Antes da queda de Tostes, quatro tentativas já tinham ocorrido para tentar entrar com as joias no País. O primeiro ato foi a decisão da comitiva do então ministro de Minas e Energia (MME) Bento Albuquerque de entrar com as joias sem declará-las. Depois, o próprio Albuquerque voltou à área restrita e tentou levar os pacotes, informando que se tratava de presentes para Michelle Bolsonaro. O terceiro ato foi o envio de um ofício do MME ao Ministério de Relações Exteriores (MRE), em 3 de novembro daquele ano, solicitando ajuda. O MRE, por sua vez, pediu informações para saber que providências tomar para liberar as joias.

No lugar de Tostes, o presidente Jair Bolsonaro colocou o auditor fiscal de carreira e especialista em direito tributário Julio Cesar Vieira Gomes, nomeado cinco dias depois para chefiar a Receita. Julio Cesar era pessoa próxima da família Bolsonaro. O decreto de nomeação assinado por Bolsonaro seria publicado no dia 7 de dezembro de 2021. A escolha, porém, já era conhecida anteriormente.

Joias apreendidas em 2021; itens no valor de R$ 16,5 milhões foram presente do regime saudita para o casal Bolsonaro. Foto: Estadão

No dia 3 de dezembro, a informação da troca de comando da Receita foi vazada pela imprensa, no bojo de uma “grande reestruturação” nas secretarias do Ministério da Economia, com a criação de uma Secretaria Especial de Estudos Econômicos e troca de secretários. A estratégia, na prática, era a de esvaziar o impacto da demissão de José Tostes com a notícia de mudanças importantes na equipe do então ministro da Economia, Paulo Guedes. Tostes, que já era servidor aposentado da Receita quando comandava o órgão, era bem avaliado pela área técnica em geral.
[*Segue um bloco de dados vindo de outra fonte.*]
use sha3::{Digest, Keccak256};

use crate::error::EthError;

/// The all-zero address. Contracts use it as the marker for the chain's
/// native currency.
pub const ZERO_ADDRESS: &str = "0x0000000000000000000000000000000000000000";

/// Derives an EIP-55 checksummed Ethereum address from an uncompressed secp256k1
/// public key (65 bytes, starting with 0x04).
///
/// The derivation takes the Keccak-256 hash of the 64-byte public key (without
/// the 0x04 prefix) and uses the last 20 bytes as the address.
pub fn pubkey_to_eth_address(uncompressed_pubkey: &[u8; 65]) -> Result<String, EthError> {
    if uncompressed_pubkey[0] != 0x04 {
        return Err(EthError::InvalidPublicKey(
            "uncompressed key must start with 0x04".into(),
        ));
    }

    let hash = Keccak256::digest(&uncompressed_pubkey[1..]);

    let mut addr_bytes = [0u8; 20];
    addr_bytes.copy_from_slice(&hash[12..]);

    Ok(format_address(&addr_bytes))
}

/// Parses a 0x-prefixed hex address string into a 20-byte array.
///
/// Case is ignored; use [`validate_address`] when the checksum matters.
pub fn parse_address(address: &str) -> Result<[u8; 20], EthError> {
    let hex_str = address
        .strip_prefix("0x")
        .or_else(|| address.strip_prefix("0X"))
        .ok_or_else(|| EthError::InvalidAddress("address must start with 0x".into()))?;

    if hex_str.len() != 40 {
        return Err(EthError::InvalidAddress(format!(
            "expected 40 hex characters, got {}",
            hex_str.len()
        )));
    }

    let bytes = hex::decode(hex_str)
        .map_err(|e| EthError::InvalidAddress(format!("invalid hex: {e}")))?;

    let mut addr = [0u8; 20];
    addr.copy_from_slice(&bytes);
    Ok(addr)
}

/// Renders raw address bytes as an EIP-55 checksummed string.
pub fn format_address(address: &[u8; 20]) -> String {
    let hex_part = hex::encode(address);
    apply_checksum(&hex_part)
}

/// Returns `true` when `address` is absent, empty, or the zero address.
///
/// Malformed strings are not treated as zero; they are left for
/// [`parse_address`] to reject.
pub fn is_zero_address(address: Option<&str>) -> bool {
    match address {
        None => true,
        Some(addr) if addr.is_empty() => true,
        Some(addr) => matches!(parse_address(addr), Ok(bytes) if bytes == [0u8; 20]),
    }
}

/// Validates an Ethereum address string.
///
/// Checks that the address has the correct format (0x + 40 hex characters).
/// If the address contains mixed case, the EIP-55 checksum is verified.
pub fn validate_address(address: &str) -> Result<bool, EthError> {
    let bytes = parse_address(address)?;
    let hex_part = &address[2..];

    let is_all_lower = hex_part.chars().all(|c| !c.is_ascii_uppercase());
    let is_all_upper = hex_part.chars().all(|c| !c.is_ascii_lowercase());

    if is_all_lower || is_all_upper {
        return Ok(true);
    }

    // Either prefix case is accepted; only the digits carry the checksum.
    Ok(format_address(&bytes)[2..] == *hex_part)
}

/// Applies EIP-55 mixed-case checksum encoding to an Ethereum address.
///
/// The input should be a 0x-prefixed address in any case. Returns the
/// checksummed version.
pub fn checksum_address(address: &str) -> Result<String, EthError> {
    let bytes = parse_address(address)?;
    Ok(format_address(&bytes))
}

/// Checksums 40 lowercase hex characters.
fn apply_checksum(hex_lower: &str) -> String {
    // EIP-55: hash the lowercase hex address (without 0x).
    let hash = Keccak256::digest(hex_lower.as_bytes());

    let mut checksummed = String::with_capacity(42);
    checksummed.push_str("0x");

    for (i, c) in hex_lower.chars().enumerate() {
        let byte = hash[i / 2];
        let nibble = if i % 2 == 0 { byte >> 4 } else { byte & 0x0f };
        if c.is_ascii_alphabetic() && nibble >= 8 {
            checksummed.push(c.to_ascii_uppercase());
        } else {
            checksummed.push(c);
        }
    }

    checksummed
}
Guedes demitiu Tostes, que estava em atrito com a família Bolsonaro, também por conta da nomeação em torno de indicação do corregedor da Receita, um posto que interessava. Tostes foi avisado no dia anterior a esse vazamento de que o presidente queria o seu cargo. No Diário Oficial, a exoneração de Tostes por Bolsonaro foi publicada com a informação de que teria sido “a pedido”.
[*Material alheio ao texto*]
//! Ethereum JSON-RPC over HTTP.

use std::sync::atomic::{AtomicU64, Ordering};

use alloy_primitives::U256;
use async_trait::async_trait;
use serde::de::DeserializeOwned;
use serde::{Deserialize, Serialize};
use serde_json::{json, Value};
use tracing::trace;

use crate::channel::{CallRequest, ChannelError, FeeData, NetworkChannel, TransactionReceipt};

/// A [`NetworkChannel`] backed by a node's HTTP JSON-RPC endpoint.
///
/// The chain id is fixed at construction, so signing never needs a round
/// trip to learn it.
#[derive(Debug)]
pub struct HttpChannel {
    client: reqwest::Client,
    url: String,
    chain_id: u64,
    next_id: AtomicU64,
}

#[derive(Serialize)]
struct RpcRequest<'a> {
    jsonrpc: &'static str,
    id: u64,
    method: &'a str,
    params: Value,
}

#[derive(Deserialize)]
struct RpcResponse<T> {
    result: Option<T>,
    error: Option<RpcErrorObject>,
}

#[derive(Deserialize)]
struct RpcErrorObject {
    code: i64,
    message: String,
}

#[derive(Deserialize)]
#[serde(rename_all = "camelCase")]
struct RpcReceipt {
    transaction_hash: String,
    block_number: Option<String>,
    gas_used: String,
    status: Option<String>,
}

#[derive(Deserialize)]
#[serde(rename_all = "camelCase")]
struct RpcBlock {
    base_fee_per_gas: Option<String>,
}

impl HttpChannel {
    pub fn new(url: impl Into<String>, chain_id: u64) -> Self {
        Self::with_client(reqwest::Client::new(), url, chain_id)
    }

    /// Uses a preconfigured client, e.g. one with timeouts or proxies set.
    pub fn with_client(client: reqwest::Client, url: impl Into<String>, chain_id: u64) -> Self {
        Self {
            client,
            url: url.into(),
            chain_id,
            next_id: AtomicU64::new(1),
        }
    }

    pub fn url(&self) -> &str {
        &self.url
    }

    /// Issues one request; `Ok(None)` when the node answers `null`.
    async fn request_optional<T: DeserializeOwned>(
        &self,
        method: &str,
        params: Value,
    ) -> Result<Option<T>, ChannelError> {
        let id = self.next_id.fetch_add(1, Ordering::Relaxed);
        trace!(id, method, "rpc request");

        let request = RpcRequest {
            jsonrpc: "2.0",
            id,
            method,
            params,
        };

        let response = self
            .client
            .post(&self.url)
            .json(&request)
            .send()
            .await
            .map_err(|e| ChannelError::Transport(e.to_string()))?;

        let status = response.status();
        let body: RpcResponse<T> = response.json().await.map_err(|e| {
            ChannelError::InvalidResponse(format!("{method} (http {status}): {e}"))
        })?;

        if let Some(error) = body.error {
            return Err(ChannelError::Rpc {
                code: error.code,
                message: error.message,
            });
        }

        Ok(body.result)
    }

    async fn request<T: DeserializeOwned>(
        &self,
        method: &str,
        params: Value,
    ) -> Result<T, ChannelError> {
        self.request_optional(method, params)
            .await?
            .ok_or_else(|| ChannelError::InvalidResponse(format!("{method} returned null")))
    }
}

#[async_trait]
impl NetworkChannel for HttpChannel {
    async fn chain_id(&self) -> Result<u64, ChannelError> {
        Ok(self.chain_id)
    }

    async fn call(&self, to: &str, data: &[u8]) -> Result<Vec<u8>, ChannelError> {
        let params = json!([{ "to": to, "data": to_hex(data) }, "latest"]);
        let result: String = self.request("eth_call", params).await?;
        parse_data(&result)
    }

    async fn balance(&self, address: &str) -> Result<U256, ChannelError> {
        let result: String = self
            .request("eth_getBalance", json!([address, "latest"]))
            .await?;
        parse_u256(&result)
    }

    async fn transaction_count(&self, address: &str) -> Result<u64, ChannelError> {
        let result: String = self
            .request("eth_getTransactionCount", json!([address, "pending"]))
            .await?;
        parse_u64(&result)
    }

    async fn estimate_gas(&self, request: &CallRequest) -> Result<u64, ChannelError> {
        let params = json!([{
            "from": request.from,
            "to": request.to,
            "data": to_hex(&request.data),
            "value": format!("{:#x}", request.value),
        }]);
        let result: String = self.request("eth_estimateGas", params).await?;
        parse_u64(&result)
    }

    async fn fee_data(&self) -> Result<FeeData, ChannelError> {
        let block: RpcBlock = self
            .request("eth_getBlockByNumber", json!(["latest", false]))
            .await?;
        let gas_price: String = self.request("eth_gasPrice", json!([])).await?;

        // Not every node implements this one; absence is not an error.
        let priority = match self
            .request::<String>("eth_maxPriorityFeePerGas", json!([]))
            .await
        {
            Ok(hex) => Some(parse_u128(&hex)?),
            Err(ChannelError::Rpc { .. }) => None,
            Err(e) => return Err(e),
        };

        Ok(FeeData {
            base_fee_per_gas: block.base_fee_per_gas.as_deref().map(parse_u128).transpose()?,
            max_priority_fee_per_gas: priority,
            gas_price: parse_u128(&gas_price)?,
        })
    }

    async fn send_raw_transaction(&self, raw_tx: &[u8]) -> Result<String, ChannelError> {
        self.request("eth_sendRawTransaction", json!([to_hex(raw_tx)]))
            .await
    }

    async fn transaction_receipt(
        &self,
        hash: &str,
    ) -> Result<Option<TransactionReceipt>, ChannelError> {
        let receipt: Option<RpcReceipt> = self
            .request_optional("eth_getTransactionReceipt", json!([hash]))
            .await?;

        let Some(receipt) = receipt else {
            return Ok(None);
        };
        // Some nodes return a receipt shell for pending transactions.
        let Some(block_number) = receipt.block_number else {
            return Ok(None);
        };

        Ok(Some(TransactionReceipt {
            transaction_hash: receipt.transaction_hash,
            block_number: parse_u64(&block_number)?,
            gas_used: parse_u64(&receipt.gas_used)?,
            // Pre-Byzantium receipts have no status field.
            success: receipt.status.as_deref().map(parse_u64).transpose()? != Some(0),
        }))
    }
}

// ---------------------------------------------------------------------------
// Hex helpers
// ---------------------------------------------------------------------------

fn to_hex(data: &[u8]) -> String {
    format!("0x{}", hex::encode(data))
}

fn strip_hex_prefix(value: &str) -> Result<&str, ChannelError> {
    value
        .strip_prefix("0x")
        .ok_or_else(|| ChannelError::InvalidResponse(format!("expected 0x-prefixed hex, got {value}")))
}

fn parse_data(value: &str) -> Result<Vec<u8>, ChannelError> {
    hex::decode(strip_hex_prefix(value)?)
        .map_err(|e| ChannelError::InvalidResponse(format!("bad data {value}: {e}")))
}

fn parse_u256(value: &str) -> Result<U256, ChannelError> {
    let digits = strip_hex_prefix(value)?;
    if digits.is_empty() {
        return Err(ChannelError::InvalidResponse("empty quantity".into()));
    }
    U256::from_str_radix(digits, 16)
        .map_err(|e| ChannelError::InvalidResponse(format!("bad quantity {value}: {e}")))
}

fn parse_u64(value: &str) -> Result<u64, ChannelError> {
    u64::try_from(parse_u256(value)?)
        .map_err(|_| ChannelError::InvalidResponse(format!("quantity {value} exceeds u64")))
}

fn parse_u128(value: &str) -> Result<u128, ChannelError> {
    u128::try_from(parse_u256(value)?)
        .map_err(|_| ChannelError::InvalidResponse(format!("quantity {value} exceeds u128")))
}

#[cfg(test)]
mod tests {
    use super::*;

    #[test]
    fn quantity_parsing() {
        assert_eq!(parse_u64("0x0").unwrap(), 0);
        assert_eq!(parse_u64("0x1e9b2").unwrap(), 125_362);
        assert_eq!(
            parse_u256("0xde0b6b3a7640000").unwrap(),
            U256::from(1_000_000_000_000_000_000u128)
        );
        assert!(parse_u64("1234").is_err());
        assert!(parse_u64("0x").is_err());
        assert!(parse_u64("0x10000000000000000").is_err());
    }

    #[test]
    fn data_parsing() {
        assert_eq!(parse_data("0x").unwrap(), Vec::<u8>::new());
        assert_eq!(parse_data("0x00ff").unwrap(), vec![0x00, 0xff]);
        assert!(parse_data("0xabc").is_err());
    }

    #[test]
    fn request_envelope_shape() {
        let request = RpcRequest {
            jsonrpc: "2.0",
            id: 4,
            method: "eth_chainId",
            params: json!([]),
        };
        assert_eq!(
            serde_json::to_value(&request).unwrap(),
            json!({"jsonrpc": "2.0", "id": 4, "method": "eth_chainId", "params": []})
        );
    }

    #[test]
    fn response_with_error_object() {
        let body = r#"{"jsonrpc":"2.0","id":1,"error":{"code":3,"message":"execution reverted"}}"#;
        let response: RpcResponse<String> = serde_json::from_str(body).unwrap();

        assert!(response.result.is_none());
        let error = response.error.unwrap();
        assert_eq!(error.code, 3);
        assert_eq!(error.message, "execution reverted");
    }

    #[test]
    fn null_result_is_none() {
        let body = r#"{"jsonrpc":"2.0","id":1,"result":null}"#;
        let response: RpcResponse<RpcReceipt> = serde_json::from_str(body).unwrap();
        assert!(response.result.is_none());
    }

    #[test]
    fn receipt_fields_deserialize() {
        let body = r#"{
            "transactionHash": "0xabc",
            "blockNumber": "0x10",
            "gasUsed": "0x5208",
            "status": "0x1",
            "logs": []
        }"#;
        let receipt: RpcReceipt = serde_json::from_str(body).unwrap();

        assert_eq!(receipt.transaction_hash, "0xabc");
        assert_eq!(receipt.block_number.as_deref(), Some("0x10"));
        assert_eq!(parse_u64(&receipt.gas_used).unwrap(), 21_000);
    }

    #[tokio::test]
    async fn chain_id_is_static() {
        let channel = HttpChannel::new("http://127.0.0.1:1", 31337);
        assert_eq!(channel.chain_id().await.unwrap(), 31337);
        assert_eq!(channel.url(), "http://127.0.0.1:1");
    }

    #[tokio::test]
    async fn unreachable_node_is_a_transport_error() {
        // Port 1 on loopback refuses connections.
        let channel = HttpChannel::new("http://127.0.0.1:1", 1);
        let err = channel.balance("0x000000000000000000000000000000000000dEaD").await.unwrap_err();
        assert!(matches!(err, ChannelError::Transport(_)));
    }
}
À frente da Receita, Tostes sempre esteve sob pressão da família do ex-presidente Bolsonaro, em razão das investigações da denúncia da prática de “rachadinha” na Assembleia do Rio de Janeiro contra o seu filho mais velho, o senador Flávio Bolsonaro.
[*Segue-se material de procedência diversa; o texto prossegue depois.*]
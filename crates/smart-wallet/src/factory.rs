//! Calldata for the wallet factory contract.
//!
//! Factory interface:
//!
//! ```text
//! modelAccount() -> address
//! get(uint256 index) -> (address account, bool exists, bytes32 salt)
//! create(uint256 index)
//! transfer(uint256 index, address recipient, address asset, uint256 units)
//! swap(uint256 index, uint256 method, address router, uint256 unitsIn,
//!      uint256 unitsOutMin, address[] path, address to)
//! ```

use std::fmt;

use chain_eth::abi::{
    decode_address, decode_address_array, decode_bool, decode_uint256, decode_word,
    encode_function_call, function_selector, AbiParam,
};
use chain_eth::address::format_address;

use crate::error::WalletError;
use crate::index::AccountIndex;
use crate::types::AccountInfo;
use crate::units::Quantity;

const MODEL_ACCOUNT_SIG: &str = "modelAccount()";
const GET_SIG: &str = "get(uint256)";
const CREATE_SIG: &str = "create(uint256)";
const TRANSFER_SIG: &str = "transfer(uint256,address,address,uint256)";
const SWAP_SIG: &str = "swap(uint256,uint256,address,uint256,uint256,address[],address)";

/// One call into the factory, with every argument already normalized.
#[derive(Debug, Clone, PartialEq, Eq)]
pub enum FactoryCall {
    ModelAccount,
    Get {
        index: AccountIndex,
    },
    Create {
        index: AccountIndex,
    },
    Transfer {
        index: AccountIndex,
        recipient: [u8; 20],
        /// Zero address for the native currency.
        asset: [u8; 20],
        units: Quantity,
    },
    Swap {
        index: AccountIndex,
        method: Quantity,
        router: [u8; 20],
        units_in: Quantity,
        units_out_min: Quantity,
        path: Vec<[u8; 20]>,
        to: [u8; 20],
    },
}

impl FactoryCall {
    /// Canonical Solidity signature of the function this call targets.
    pub fn signature(&self) -> &'static str {
        match self {
            FactoryCall::ModelAccount => MODEL_ACCOUNT_SIG,
            FactoryCall::Get { .. } => GET_SIG,
            FactoryCall::Create { .. } => CREATE_SIG,
            FactoryCall::Transfer { .. } => TRANSFER_SIG,
            FactoryCall::Swap { .. } => SWAP_SIG,
        }
    }

    pub fn selector(&self) -> [u8; 4] {
        function_selector(self.signature())
    }

    /// Whether the call changes state and must be sent as a transaction.
    pub fn is_write(&self) -> bool {
        matches!(
            self,
            FactoryCall::Create { .. } | FactoryCall::Transfer { .. } | FactoryCall::Swap { .. }
        )
    }

    pub fn encode(&self) -> Vec<u8> {
        let params = match self {
            FactoryCall::ModelAccount => vec![],
            FactoryCall::Get { index } | FactoryCall::Create { index } => {
                vec![AbiParam::Uint256(index.as_u256())]
            }
            FactoryCall::Transfer {
                index,
                recipient,
                asset,
                units,
            } => vec![
                AbiParam::Uint256(index.as_u256()),
                AbiParam::Address(*recipient),
                AbiParam::Address(*asset),
                AbiParam::Uint256(units.as_u256()),
            ],
            FactoryCall::Swap {
                index,
                method,
                router,
                units_in,
                units_out_min,
                path,
                to,
            } => vec![
                AbiParam::Uint256(index.as_u256()),
                AbiParam::Uint256(method.as_u256()),
                AbiParam::Address(*router),
                AbiParam::Uint256(units_in.as_u256()),
                AbiParam::Uint256(units_out_min.as_u256()),
                AbiParam::AddressArray(path.clone()),
                AbiParam::Address(*to),
            ],
        };

        encode_function_call(self.selector(), &params)
    }

    /// Reads factory calldata back into a call.
    pub fn decode(calldata: &[u8]) -> Result<Self, WalletError> {
        if calldata.len() < 4 {
            return Err(WalletError::Encoding(format!(
                "calldata too short for a selector: {} bytes",
                calldata.len()
            )));
        }

        let (selector, args) = calldata.split_at(4);
        let index = || decode_uint256(args, 0).map(AccountIndex::from);

        let call = if selector == function_selector(MODEL_ACCOUNT_SIG) {
            FactoryCall::ModelAccount
        } else if selector == function_selector(GET_SIG) {
            FactoryCall::Get { index: index()? }
        } else if selector == function_selector(CREATE_SIG) {
            FactoryCall::Create { index: index()? }
        } else if selector == function_selector(TRANSFER_SIG) {
            FactoryCall::Transfer {
                index: index()?,
                recipient: decode_address(args, 1)?,
                asset: decode_address(args, 2)?,
                units: decode_uint256(args, 3)?.into(),
            }
        } else if selector == function_selector(SWAP_SIG) {
            FactoryCall::Swap {
                index: index()?,
                method: decode_uint256(args, 1)?.into(),
                router: decode_address(args, 2)?,
                units_in: decode_uint256(args, 3)?.into(),
                units_out_min: decode_uint256(args, 4)?.into(),
                path: decode_address_array(args, 5)?,
                to: decode_address(args, 6)?,
            }
        } else {
            return Err(WalletError::Encoding(format!(
                "unknown factory selector 0x{}",
                hex::encode(selector)
            )));
        };

        Ok(call)
    }
}

impl fmt::Display for FactoryCall {
    fn fmt(&self, f: &mut fmt::Formatter<'_>) -> fmt::Result {
        match self {
            FactoryCall::ModelAccount => write!(f, "modelAccount()"),
            FactoryCall::Get { index } => write!(f, "get({index})"),
            FactoryCall::Create { index } => write!(f, "create({index})"),
            FactoryCall::Transfer {
                index,
                recipient,
                asset,
                units,
            } => write!(
                f,
                "transfer({index}, {}, {}, {units})",
                format_address(recipient),
                format_address(asset)
            ),
            FactoryCall::Swap {
                index,
                method,
                router,
                units_in,
                units_out_min,
                path,
                to,
            } => {
                let path: Vec<String> = path.iter().map(format_address).collect();
                write!(
                    f,
                    "swap({index}, {method}, {}, {units_in}, {units_out_min}, [{}], {})",
                    format_address(router),
                    path.join(", "),
                    format_address(to)
                )
            }
        }
    }
}

/// Decodes the return data of `modelAccount()`.
pub fn decode_model_account(data: &[u8]) -> Result<String, WalletError> {
    Ok(format_address(&decode_address(data, 0)?))
}

/// Decodes the return data of `get(uint256)`.
pub fn decode_account_info(data: &[u8]) -> Result<AccountInfo, WalletError> {
    let address = decode_address(data, 0)?;
    let exists = decode_bool(data, 1)?;
    let salt = decode_word(data, 2)?;

    Ok(AccountInfo {
        address: format_address(&address),
        exists,
        salt: format!("0x{}", hex::encode(salt)),
    })
}

/// Encodes the return data of `get(uint256)`, as the factory would.
pub fn encode_account_info(address: &[u8; 20], exists: bool, salt: [u8; 32]) -> Vec<u8> {
    let mut data = encode_function_call(
        [0u8; 4],
        &[
            AbiParam::Address(*address),
            AbiParam::Bool(exists),
            AbiParam::FixedBytes32(salt),
        ],
    );
    data.drain(..4);
    data
}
Guedes acenou para José Tostes com a possibilidade de um cargo na Organização para a Cooperação e Desenvolvimento Econômico (OCDE), em Paris, e anunciou a criação de outros dois cargos de adido da Receita na Índia e em Bruxelas. O fato, porém, é que Tostes não chegou a assumir o cargo em Paris.

Procurados pela reportagem, Tostes e Guedes não responderam ao pedido de entrevista. Como revelou o Estadão, o novo chefe da Receita escolhido por Bolsonaro, o auditor fiscal Julio Cesar, atuou para que os fiscais do órgão liberassem as joias apreendidas naquele 26 de outubro de 2021. Julio Cesar faria diversas tentativas, sem sucesso. Em 30 de dezembro de 2022, a um dia de acabar o mandato de Bolsonaro, ele foi indicado pelo presidente para assumir um cargo na Embaixada brasileira em Paris, mas o ministro da Fazenda, Fernando Haddad, reverteu a nomeação no início do governo Lula.

O ofício encaminhado para resgatar as joias apreendidas pela Receita diz que “os bens foram ofertados ao presidente da República pelo reino da Arábia Saudita”. O documento obtido pelo Estadão foi enviado no fim do dia 28 de dezembro de 2022, restando três dias para o fim da gestão Bolsonaro, e é assinado pelo tenente-coronel do Exército Mauro Cid, ajudante de ordens e “faz-tudo” de Bolsonaro.

O documento 736/2022/GPPR-AJO/GPPR é explícito em “determinar desde já que os bens sejam retirados” pelo primeiro-sargento da Marinha Jairo Moreira da Silva por ordem do gabinete de Bolsonaro. O ex-presidente se mudou para os Estados Unidos no dia 30 de dezembro e não passou a faixa para Luiz Inácio Lula da Silva (PT).

O ofício envolve diretamente Bolsonaro nas tratativas para reaver os diamantes. A ordem foi dirigida ao ex-secretário da Receita Federal Julio Cesar Vieria Gomes, que, no mesmo dia, determinou à Superintendência da Receita em São Paulo para que fosse acatada e, as joias, devolvidas.

No dia seguinte, um jatinho da Força Aérea Brasileira (FAB) levou à Base Aérea de Guarulhos, em São Paulo, o primeiro-sargento Jairo Moreira da Silva, com a missão de resgatar as joias de diamantes, avaliadas em 3 milhões de euros, ou R$ 16,5 milhões.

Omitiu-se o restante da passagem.